Attendu que l'injection prolongée et anormale de gazole dans les chambres de combustion sans qu'un dysfonctionnement du moteur ait été détecté par le calculateur constitue un vice caché, corroboré par le fait que le constructeur a ultérieurement rappelé ce type de véhicule pour une " mise à jour du calculateur " ;

Attendu qu'eu égard à la très faible durée d'utilisation du véhicule par M. Schall, il doit être admis que ce vice préexistait à la vente du 28 novembre 2006 ;

Attendu qu'en conséquence, il convient d'infirmer le jugement et de prononcer la résolution de la vente, sans qu'il y ait lieu d'examiner plus avant la question de la garantie contractuelle ;

Attendu que M. Schall est fondé à réclamer à son vendeur la restitution du prix de 15 000 euro ainsi que les frais annexes :

* 614,87 euro au titre de l'assurance du véhicule,

* 282,00 euro au titre de la location d'une voiture de remplacement,

* 398,87 euro pour 4 pneus selon facture du 8/12/06 (annexe n° 22 - et non selon devis provisoire annexe n° 19).

Soit 1 295,74 euro

Attendu que la privation de jouissance sera indemnisée à hauteur de 4 000 euro correspondant à peu près aux intérêts dont M. Schall a été privé sur la somme de 15 000 euro depuis 2007, aucune condamnation spécifique aux intérêts n'étant demandée dans les conclusions de l'appelant qui aurait pu faire double emploi ;

Attendu qu'en ce qui concerne l'intervention de la Société Automobiles Citroen il doit être constaté que ni l'appelant M. Schall, ni les deux Sociétés Etoile 90 Holding et Services n'ont formulé la moindre réclamation on demande à son encontre,

- que les conclusions de la Société Citroen devant la Cour sont totalement inutiles et sans objet, et qu'il n'y a pas lieu de lui accorder une indemnité au titre de l'article 700 du Code de procédure civile ;

Attendu que par contre M. Schall, qui dans sa déclaration d'appel a intimé la Société Automobiles Citroen sans raison ni intérêt, devra supporter les dépens nés de son intervention.

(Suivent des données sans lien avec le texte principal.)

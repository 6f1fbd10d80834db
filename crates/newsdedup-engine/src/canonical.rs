//! Source-link canonicalization used as the strict dedup key.

use url::form_urlencoded;
use url::Url;

/// Query parameters added by ad and newsletter platforms. Matched
/// case-insensitively and always removed.
const TRACKING_PARAMS: [&str; 12] = [
    "utm_source",
    "utm_medium",
    "utm_campaign",
    "utm_term",
    "utm_content",
    "gclid",
    "gbraid",
    "wbraid",
    "fbclid",
    "mc_cid",
    "mc_eid",
    "msclkid",
];

/// Reduce a source link to a comparable key.
///
/// The key is `scheme://host/path?query` with the host lower-cased and any
/// leading `www.` removed, tracking parameters dropped, repeated slashes
/// collapsed and a trailing slash stripped. Port, credentials and fragment
/// are not part of the key. Remaining parameters keep their order.
///
/// Returns `None` for an absent, empty or unparseable link; such articles can
/// only be matched by title.
#[must_use]
pub fn canonicalize_url(raw: Option<&str>) -> Option<String> {
    let raw = raw.filter(|s| !s.is_empty())?;
    let url = Url::parse(raw).ok()?;

    let host = url.host_str().unwrap_or_default().to_lowercase();
    let host = host.strip_prefix("www.").unwrap_or(&host);

    let path = collapse_path(url.path());

    let kept: Vec<(String, String)> = url
        .query_pairs()
        .filter(|(name, _)| !is_tracking_param(name))
        .map(|(name, value)| (name.into_owned(), value.into_owned()))
        .collect();
    let query = if kept.is_empty() {
        String::new()
    } else {
        let encoded = form_urlencoded::Serializer::new(String::new())
            .extend_pairs(&kept)
            .finish();
        format!("?{encoded}")
    };

    Some(format!("{}://{host}{path}{query}", url.scheme()))
}

fn is_tracking_param(name: &str) -> bool {
    TRACKING_PARAMS
        .iter()
        .any(|param| name.eq_ignore_ascii_case(param))
}

/// Collapse runs of `/` and drop one trailing `/` unless the path is the root.
fn collapse_path(path: &str) -> String {
    let mut out = String::with_capacity(path.len());
    let mut prev_slash = false;
    for ch in path.chars() {
        if ch == '/' {
            if prev_slash {
                continue;
            }
            prev_slash = true;
        } else {
            prev_slash = false;
        }
        out.push(ch);
    }
    if out.len() > 1 && out.ends_with('/') {
        out.pop();
    }
    out
}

Par ces motifs : - Infirme le jugement rendu le 14 décembre 2010 par le Tribunal de grande instance de Strasbourg, sauf en ce qu'il a condamné in solidum les Sociétés Etoile 90 Holding et Etoile 90 Services aux dépens de l'appel en garantie et à payer à la Société Automobiles Citroen un montant de 1.600 euro (mille six cents euros) en application de l'article 700 du Code de procédure civile ; - Statuant à nouveau : - Prononce la résolution du contrat de vente du 28 novembre 2006 concernant le véhicule d'occasion de marque Citroen, type C4 HDI ; - Condamne la Société Etoile 90 Holding à rembourser à M. Pierre Schall la somme de 15 000 euro (quinze mille euros) correspondant au prix de vente et à lui verser la somme de 5 295,74 euro (cinq mille deux cent quatre-vingt quinze euros et soixante-quatorze cents) à titre de dommages et intérêts en réparation du préjudice subi ; - Dit que la Société Etoile 90 Holding devra faire son affaire de la récupération du véhicule auprès du concessionnaire Citroen à Strasbourg.